Pasó una adolescente junto al carro, y él, señalándola con el mentón, dijo a su novia: «Esa chiquita es creyente». Entender aquel vocablo de una lengua ajena, me hizo sentir superior. Fue para mí tan emocionante, como supongo que sería para Grotefend descifrar las inscripciones sasánidas. Sí, creyente es en el «idioma» de los adolescentes, por si no lo sabes, quien se cree cosas, quien se imagina superior a los demás. Ya te digo, estaba feliz de haberlos encontrado en mi camino; pero de pronto, ella habló. ¡Ay!, ¿por qué hablaría? Lo hizo con un tono áspero; le dijo: «Mi socio, pa’ que tú lo sepas, tenemos que echar un patín: allí va a estar Malanga y su puesto de viandas». Él no se quedó atrás.
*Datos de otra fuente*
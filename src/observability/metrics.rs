//! Prometheus metrics.

use crate::config::MetricsSettings;
use crate::{Error, Result};
use metrics_exporter_prometheus::{PrometheusBuilder, PrometheusHandle, PrometheusRecorder};
use std::net::{IpAddr, Ipv4Addr, SocketAddr};
use std::thread;

/// Metrics configuration.
#[derive(Debug, Clone, Copy, PartialEq, Eq)]
pub struct MetricsConfig {
    /// Whether metrics are recorded at all.
    pub enabled: bool,
    /// Address of the scrape endpoint.
    pub listen_addr: SocketAddr,
}

impl MetricsConfig {
    /// Builds metrics configuration from settings.
    #[must_use]
    pub const fn from_settings(settings: &MetricsSettings) -> Self {
        Self {
            enabled: settings.enabled,
            listen_addr: SocketAddr::new(IpAddr::V4(Ipv4Addr::UNSPECIFIED), settings.port),
        }
    }
}

/// Installs the Prometheus recorder, optionally with an HTTP scrape listener.
///
/// Returns `None` when metrics are disabled; the `metrics` macros are then
/// no-ops.
///
/// # Errors
///
/// Returns an error if a recorder is already installed or the listener
/// cannot be built.
pub fn install_prometheus(config: &MetricsConfig, expose: bool) -> Result<Option<PrometheusHandle>> {
    if !config.enabled {
        return Ok(None);
    }

    let builder = PrometheusBuilder::new();
    let handle = if expose {
        install_listener(builder.with_http_listener(config.listen_addr))?
    } else {
        builder
            .install_recorder()
            .map_err(|e| Error::operation("metrics_recorder_install", e))?
    };
    tracing::info!(addr = %config.listen_addr, expose, "Metrics recorder installed");
    Ok(Some(handle))
}

fn install_listener(builder: PrometheusBuilder) -> Result<PrometheusHandle> {
    if let Ok(handle) = tokio::runtime::Handle::try_current() {
        return install_with_runtime(builder, &handle);
    }
    let runtime = tokio::runtime::Builder::new_current_thread()
        .enable_all()
        .build()
        .map_err(|e| Error::operation("metrics_runtime_init", e))?;
    let handle = runtime.handle().clone();
    let prometheus = install_with_runtime(builder, &handle)?;
    thread::Builder::new()
        .name("metrics-exporter-prometheus-http".to_string())
        .spawn(move || runtime.block_on(std::future::pending::<()>()))
        .map_err(|e| Error::operation("metrics_runtime_thread", e))?;
    Ok(prometheus)
}

fn install_with_runtime(
    builder: PrometheusBuilder,
    runtime_handle: &tokio::runtime::Handle,
) -> Result<PrometheusHandle> {
    let (recorder, exporter) = {
        let _guard = runtime_handle.enter();
        builder
            .build()
            .map_err(|e| Error::operation("metrics_exporter_build", e))?
    };
    let handle = recorder.handle();
    set_global_recorder(recorder)?;
    runtime_handle.spawn(exporter);
    Ok(handle)
}

fn set_global_recorder(recorder: PrometheusRecorder) -> Result<()> {
    metrics::set_global_recorder(recorder).map_err(|e| Error::operation("metrics_recorder_install", e))
}

#[cfg(test)]
mod tests {
    use super::*;

    #[test]
    fn test_disabled_installs_nothing() {
        let config = MetricsConfig::from_settings(&MetricsSettings::default());
        assert!(!config.enabled);
        assert_eq!(config.listen_addr.port(), 9090);
        assert!(install_prometheus(&config, true).unwrap().is_none());
    }

    #[test]
    fn test_refresh_counters_render() {
        let recorder = PrometheusBuilder::new().build_recorder();
        let handle = recorder.handle();
        metrics::with_local_recorder(&recorder, || {
            metrics::counter!("refresh_total", "source" => "candidates", "status" => "success")
                .increment(1);
            metrics::gauge!("snapshot_items", "source" => "candidates").set(3.0);
        });
        let rendered = handle.render();
        assert!(rendered.contains("refresh_total"));
        assert!(rendered.contains("snapshot_items"));
    }
}
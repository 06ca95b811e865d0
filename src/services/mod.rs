//! Sync and aggregation services.
//!
//! Builders produce the two in-memory views, the scheduler keeps them
//! fresh, and the review service answers request-path calls from them.

mod dispositions;
mod file_locator;
mod folder_index;
mod retry;
mod review;
mod scheduler;
mod snapshot;

pub use dispositions::{
    AnswerSplit, CandidateTally, NamedDisposition, merge_disposition, resolve_reviewer_names,
    split_answered_unanswered,
};
pub use file_locator::{FileLocator, LocatorOptions};
pub use folder_index::{FolderIndexBuilder, FolderIndexOptions};
pub use retry::{DEFAULT_RETRY_BACKOFF, RetryPolicy};
pub use review::{CandidateDetail, CsvExport, ReviewService, Submission};
pub use scheduler::{RefreshOutcome, RefreshSource, RefreshTask};
pub use snapshot::{CandidateSnapshotBuilder, SnapshotOptions};

use crate::{Error, Result};
use std::future::Future;
use std::time::Duration;

/// Runs a remote call under a deadline; expiry is a transient failure.
pub(crate) async fn with_timeout<T>(
    timeout: Duration,
    operation: &str,
    call: impl Future<Output = Result<T>>,
) -> Result<T> {
    match tokio::time::timeout(timeout, call).await {
        Ok(result) => result,
        Err(_) => Err(Error::transient(
            operation,
            format!("timed out after {}ms", timeout.as_millis()),
        )),
    }
}
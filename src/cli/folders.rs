//! Folder index and file lookup CLI commands.

use super::PatrolApp;
use crate::models::CandidateId;
use crate::storage::{DocumentStore, FileStore};
use anyhow::{Context, Result};
use std::io::Write;

/// Builds the folder index once and prints the count and every folder.
pub async fn cmd_folders<D, F>(app: &PatrolApp<D, F>, out: &mut impl Write) -> Result<usize>
where
    D: DocumentStore + 'static,
    F: FileStore + 'static,
{
    let count = app
        .load_folders()
        .await
        .context("failed to build folder index")?;
    let index = app.state().folders.load();

    writeln!(out, "{count} folders under {}", index.root_id())?;
    for folder in index.folders() {
        writeln!(out, "{}\t{}\t{}", folder.id, folder.parent_id, folder.name)?;
    }
    Ok(count)
}

/// Builds the folder index once, then lists the candidate's files.
pub async fn cmd_files<D, F>(
    app: &PatrolApp<D, F>,
    candidate: &CandidateId,
    out: &mut impl Write,
) -> Result<usize>
where
    D: DocumentStore + 'static,
    F: FileStore + 'static,
{
    app.load_folders()
        .await
        .context("failed to build folder index")?;
    let files = app.review_service().files(candidate).await;

    if files.is_empty() {
        writeln!(out, "No files found for {candidate}")?;
    }
    for file in &files {
        writeln!(
            out,
            "{}\t{}\t{}",
            file.name,
            file.id,
            file.content_link.as_deref().unwrap_or("-")
        )?;
    }
    Ok(files.len())
}

#[cfg(test)]
mod tests {
    use super::*;
    use crate::config::PatrolConfig;
    use crate::storage::{MemoryDocumentStore, MemoryFileStore};
    use std::sync::Arc;

    fn app() -> PatrolApp<MemoryDocumentStore, MemoryFileStore> {
        let files = MemoryFileStore::new();
        files.add_folder("root", "s1", "Sector 1");
        files.add_folder("s1", "s1a", "Camera 1");
        files.add_file("root", "r1", "100_root.pdf", "application/pdf");
        files.add_file("s1a", "f1", "100_lc.pdf", "application/pdf");
        let mut config = PatrolConfig::default();
        config.file_store.root_folder_id = "root".to_string();
        PatrolApp::new(config, Arc::new(MemoryDocumentStore::new()), Arc::new(files))
    }

    #[tokio::test]
    async fn test_folders_lists_index() {
        let mut out = Vec::new();
        let count = cmd_folders(&app(), &mut out).await.unwrap();
        assert_eq!(count, 2);
        let text = String::from_utf8(out).unwrap();
        assert!(text.starts_with("2 folders under root"));
        assert!(text.contains("s1a\ts1\tCamera 1"));
    }

    #[tokio::test]
    async fn test_files_skips_root_level_files() {
        let mut out = Vec::new();
        let count = cmd_files(&app(), &CandidateId::new("100"), &mut out)
            .await
            .unwrap();
        assert_eq!(count, 1);
        assert!(String::from_utf8(out).unwrap().starts_with("100_lc.pdf\tf1\t"));
    }
}
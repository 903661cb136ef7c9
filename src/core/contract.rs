//! Input contracts - runtime validation gates for step inputs

use serde_json::Value;
use std::sync::Arc;

/// A runtime check that a value matches an expected shape
///
/// Contracts report pass/fail without raising; the engine turns a failed
/// check into a `ValidationFailed` error naming the step. Any type with a
/// `check` method over a value qualifies; the engine does not depend on a
/// particular validation library.
pub trait Contract: Send + Sync {
    /// Check a value against the contract.
    fn check(&self, value: &Value) -> bool;
}

/// Shared handle to a contract, cloneable across steps and pipelines
pub type ContractRef = Arc<dyn Contract>;

/// Any bare predicate over a value is a contract.
impl<F> Contract for F
where
    F: Fn(&Value) -> bool + Send + Sync,
{
    fn check(&self, value: &Value) -> bool {
        self(value)
    }
}

/// Lifts an element-level contract to "sequence of element"
///
/// Fan-out steps store their contract in this form: the step receives the
/// whole sequence, so the gate must hold for every element.
pub struct SequenceOf(pub ContractRef);

impl Contract for SequenceOf {
    fn check(&self, value: &Value) -> bool {
        match value {
            Value::Array(items) => items.iter().all(|item| self.0.check(item)),
            _ => false,
        }
    }
}

/// Accepts any value
pub fn any() -> ContractRef {
    Arc::new(|_: &Value| true)
}

/// Accepts only `null`
pub fn null() -> ContractRef {
    Arc::new(|value: &Value| value.is_null())
}

/// Accepts any boolean
pub fn boolean() -> ContractRef {
    Arc::new(|value: &Value| value.is_boolean())
}

/// Accepts any number
pub fn number() -> ContractRef {
    Arc::new(|value: &Value| value.is_number())
}

/// Accepts any string
pub fn string() -> ContractRef {
    Arc::new(|value: &Value| value.is_string())
}

/// Accepts any object
pub fn object() -> ContractRef {
    Arc::new(|value: &Value| value.is_object())
}

/// Accepts any sequence, regardless of element shape
pub fn sequence() -> ContractRef {
    Arc::new(|value: &Value| value.is_array())
}

/// Accepts a sequence whose every element satisfies `element`
pub fn sequence_of(element: ContractRef) -> ContractRef {
    Arc::new(SequenceOf(element))
}

/// Builds a contract from an arbitrary predicate
pub fn satisfies<F>(predicate: F) -> ContractRef
where
    F: Fn(&Value) -> bool + Send + Sync + 'static,
{
    Arc::new(predicate)
}
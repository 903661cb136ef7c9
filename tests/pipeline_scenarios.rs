//! End-to-end pipeline scenarios: ordering, validation gates, fan-out
//! semantics, failure propagation, and composition.

use braid::{bootstrap, contract, Pipeline, PipelineError, SharedContext, StepBody};
use serde_json::{json, Value};
use std::sync::atomic::{AtomicUsize, Ordering};
use std::sync::{Arc, Once};
use std::time::Duration;

static TRACING: Once = Once::new();

/// Route engine logs through the test harness; set RUST_LOG=braid=debug to
/// see per-step tracing under `--nocapture`
fn init_tracing() {
    TRACING.call_once(|| {
        tracing_subscriber::fmt()
            .with_env_filter(tracing_subscriber::EnvFilter::from_default_env())
            .with_test_writer()
            .try_init()
            .ok();
    });
}

/// Step body that appends its own name to an array-valued input
fn trace_step(name: &str) -> StepBody {
    let name = name.to_string();
    StepBody::from_fn(move |value, _ctx| {
        let name = name.clone();
        async move {
            let mut items = value.as_array().cloned().unwrap_or_default();
            items.push(json!(name));
            Ok(Value::Array(items))
        }
    })
}

#[tokio::test]
async fn sequential_order_matches_registration() {
    init_tracing();
    let pipeline = Pipeline::builder()
        .plain("extract", contract::sequence(), trace_step("extract"))
        .unwrap()
        .plain("transform", contract::sequence(), trace_step("transform"))
        .unwrap()
        .effect("load", contract::sequence(), trace_step("load"))
        .unwrap()
        .build();

    let out = bootstrap(&pipeline).run(json!([])).await.unwrap();
    assert_eq!(out, json!(["extract", "transform", "load"]));
}

#[tokio::test]
async fn validation_gate_rejects_before_any_body_runs() {
    init_tracing();
    let executed = Arc::new(AtomicUsize::new(0));
    let counter = executed.clone();

    let pipeline = Pipeline::builder()
        .plain(
            "numeric-only",
            contract::number(),
            StepBody::from_fn(move |value, _ctx| {
                counter.fetch_add(1, Ordering::SeqCst);
                async move { Ok(value) }
            }),
        )
        .unwrap()
        .build();

    let err = bootstrap(&pipeline).run(json!("twelve")).await.unwrap_err();

    match err {
        PipelineError::ValidationFailed { step, value } => {
            assert_eq!(step, "numeric-only");
            assert!(value.contains("twelve"));
        }
        other => panic!("expected ValidationFailed, got {:?}", other),
    }
    assert_eq!(executed.load(Ordering::SeqCst), 0);
}

#[tokio::test]
async fn fan_out_rejects_non_sequence_input() {
    init_tracing();
    let pipeline = Pipeline::builder()
        .fan_out(
            "per-record",
            contract::any(),
            StepBody::from_fn(|value, _ctx| async move { Ok(value) }),
        )
        .unwrap()
        .build();

    let err = bootstrap(&pipeline).run(json!(7)).await.unwrap_err();
    match err {
        PipelineError::TypeMismatch { step, value } => {
            assert_eq!(step, "per-record");
            assert_eq!(value, "7");
        }
        other => panic!("expected TypeMismatch, got {:?}", other),
    }
}

#[tokio::test]
async fn fan_out_element_contract_gates_each_element() {
    init_tracing();
    let pipeline = Pipeline::builder()
        .fan_out(
            "numbers-only",
            contract::number(),
            StepBody::from_fn(|value, _ctx| async move { Ok(value) }),
        )
        .unwrap()
        .build();

    // A sequence with one offending element fails validation, not dispatch,
    // and the error names the offending element.
    let err = bootstrap(&pipeline).run(json!([1, "two", 3])).await.unwrap_err();
    match err {
        PipelineError::ValidationFailed { step, value } => {
            assert_eq!(step, "numbers-only");
            assert_eq!(value, "\"two\"");
        }
        other => panic!("expected ValidationFailed, got {:?}", other),
    }
}

#[tokio::test]
async fn fan_out_preserves_input_order_under_inverse_delays() {
    init_tracing();
    // Later elements finish first; the output order must still match input.
    let pipeline = Pipeline::builder()
        .fan_out(
            "delayed",
            contract::number(),
            StepBody::from_fn(|value, _ctx| async move {
                let i = value.as_u64().unwrap();
                tokio::time::sleep(Duration::from_millis(60 - 15 * i)).await;
                Ok(json!(i * 100))
            }),
        )
        .unwrap()
        .build();

    let out = bootstrap(&pipeline).run(json!([0, 1, 2, 3])).await.unwrap();
    assert_eq!(out, json!([0, 100, 200, 300]));
}

#[tokio::test]
async fn fan_out_fails_fast_with_no_partial_result() {
    init_tracing();
    let pipeline = Pipeline::builder()
        .fan_out(
            "flaky",
            contract::string(),
            StepBody::from_fn(|value, _ctx| async move {
                if value == json!("b") {
                    anyhow::bail!("element b exploded");
                }
                Ok(value)
            }),
        )
        .unwrap()
        .build();

    let err = bootstrap(&pipeline)
        .run(json!(["a", "b", "c"]))
        .await
        .unwrap_err();

    assert!(matches!(err, PipelineError::Step(_)));
    assert_eq!(err.to_string(), "element b exploded");
}

#[tokio::test]
async fn nesting_is_transparent_to_the_caller() {
    init_tracing();
    let inner = Pipeline::builder()
        .plain(
            "negate",
            contract::number(),
            StepBody::from_fn(|v, _ctx| async move { Ok(json!(-v.as_i64().unwrap())) }),
        )
        .unwrap()
        .plain(
            "stringify",
            contract::number(),
            StepBody::from_fn(|v, _ctx| async move { Ok(json!(v.to_string())) }),
        )
        .unwrap()
        .build();

    let outer = Pipeline::builder()
        .plain("wrapped", contract::number(), inner.clone())
        .unwrap()
        .build();

    let direct = bootstrap(&inner).run(json!(5)).await.unwrap();
    let nested = bootstrap(&outer).run(json!(5)).await.unwrap();
    assert_eq!(direct, nested);
    assert_eq!(nested, json!("-5"));
}

#[tokio::test]
async fn context_writes_are_visible_downstream() {
    init_tracing();
    let pipeline = Pipeline::builder()
        .effect(
            "login",
            contract::any(),
            StepBody::from_fn(|value, ctx| async move {
                ctx.insert("session", json!("s-42")).await;
                Ok(value)
            }),
        )
        .unwrap()
        .plain(
            "use-session",
            contract::any(),
            StepBody::from_fn(|_value, ctx| async move {
                Ok(ctx.get("session").await.unwrap_or(Value::Null))
            }),
        )
        .unwrap()
        .build();

    let ctx = SharedContext::new();
    let out = bootstrap(&pipeline)
        .run_with(Value::Null, ctx.clone())
        .await
        .unwrap();

    assert_eq!(out, json!("s-42"));
    // Caller-supplied context retains the mutation after the run.
    assert_eq!(ctx.get("session").await, Some(json!("s-42")));
}

#[tokio::test]
async fn fan_out_siblings_share_one_context() {
    init_tracing();
    let pipeline = Pipeline::builder()
        .fan_out(
            "tag",
            contract::string(),
            StepBody::from_fn(|value, ctx| async move {
                let key = format!("seen:{}", value.as_str().unwrap());
                ctx.insert(key, json!(true)).await;
                Ok(value)
            }),
        )
        .unwrap()
        .build();

    let ctx = SharedContext::new();
    bootstrap(&pipeline)
        .run_with(json!(["x", "y", "z"]), ctx.clone())
        .await
        .unwrap();

    for key in ["seen:x", "seen:y", "seen:z"] {
        assert_eq!(ctx.get(key).await, Some(json!(true)));
    }
}

#[tokio::test]
async fn nested_pipeline_runs_per_fan_out_element() {
    init_tracing();
    let per_element = Pipeline::builder()
        .plain(
            "double",
            contract::number(),
            StepBody::from_fn(|v, _ctx| async move { Ok(json!(v.as_i64().unwrap() * 2)) }),
        )
        .unwrap()
        .build();

    let pipeline = Pipeline::builder()
        .fan_out("double-each", contract::number(), per_element)
        .unwrap()
        .build();

    let out = bootstrap(&pipeline).run(json!([1, 2, 3])).await.unwrap();
    assert_eq!(out, json!([2, 4, 6]));
}

#[tokio::test]
async fn unbounded_fan_out_launches_all_elements_at_once() {
    init_tracing();
    let in_flight = Arc::new(AtomicUsize::new(0));
    let peak = Arc::new(AtomicUsize::new(0));

    let pipeline = Pipeline::builder()
        .fan_out("burst", contract::number(), gauge_body(&in_flight, &peak))
        .unwrap()
        .build();

    bootstrap(&pipeline)
        .run(json!([0, 1, 2, 3, 4, 5]))
        .await
        .unwrap();

    assert_eq!(peak.load(Ordering::SeqCst), 6);
}

#[tokio::test]
async fn bounded_fan_out_respects_the_ceiling() {
    init_tracing();
    let in_flight = Arc::new(AtomicUsize::new(0));
    let peak = Arc::new(AtomicUsize::new(0));

    let limit = std::num::NonZeroUsize::new(2).unwrap();
    let pipeline = Pipeline::builder()
        .fan_out_bounded("drip", contract::number(), limit, gauge_body(&in_flight, &peak))
        .unwrap()
        .build();

    let out = bootstrap(&pipeline)
        .run(json!([0, 1, 2, 3, 4, 5]))
        .await
        .unwrap();

    assert!(peak.load(Ordering::SeqCst) <= 2);
    assert_eq!(out, json!([0, 1, 2, 3, 4, 5]));
}

/// Body that records the peak number of concurrent invocations
fn gauge_body(in_flight: &Arc<AtomicUsize>, peak: &Arc<AtomicUsize>) -> StepBody {
    let in_flight = in_flight.clone();
    let peak = peak.clone();
    StepBody::from_fn(move |value, _ctx| {
        let in_flight = in_flight.clone();
        let peak = peak.clone();
        async move {
            let now = in_flight.fetch_add(1, Ordering::SeqCst) + 1;
            peak.fetch_max(now, Ordering::SeqCst);
            tokio::time::sleep(Duration::from_millis(20)).await;
            in_flight.fetch_sub(1, Ordering::SeqCst);
            Ok(value)
        }
    })
}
Solo le contestó: «De p... ». Fue demasiado. No me quedó más remedio que hacerme la sorda, y mirar por la ventanilla. Pensé en tantas frases que pudieron haber pronunciado, en las mil palabras que callaron. Me apené por ellos. ¡Cuánta ausencia de ternura! Pasarán los años, y tratarán de acordarse de los momentos idos, ¿qué van a tener entre las manos para rearmar el pasado?, ¿con qué llenarán esas noches de soledad, de insomnio, de dolores artríticos, de toses, que irremediablemente llegarán? Los árabes afirman: «Las heridas que abre la lengua, no se cierran jamás». El proverbio es antológico; resalta la importancia de pensar antes de ofender a alguien; pero, ¿por qué no?, quedan abiertas también para siempre, en la memoria, y ¡de qué modo!, las frases con que nos halagan. Llegamos a la vida con una familia que no seleccionamos antes. Casi todo se nos da, sin embargo, ¡podemos hacer tanto para construirnos por dentro! En nuestras manos está el ser discretos, sinceros, honestos, cultos, en moldear el carácter, en suavizar la violencia, en hablar mejor. Tratemos de permanecer como un buen recuerdo en los demás.

La respuesta de hoy

Jaime Rojas Díaz, de San Antonio de los Baños, critica con mucha razón, a quienes no pronuncian la equis intervocálica correctamente. Dice que ha oído: etcelente por excelente, y edsapto, en vez de exacto. Recordemos que la equis suena como una c fuerte seguida de una s.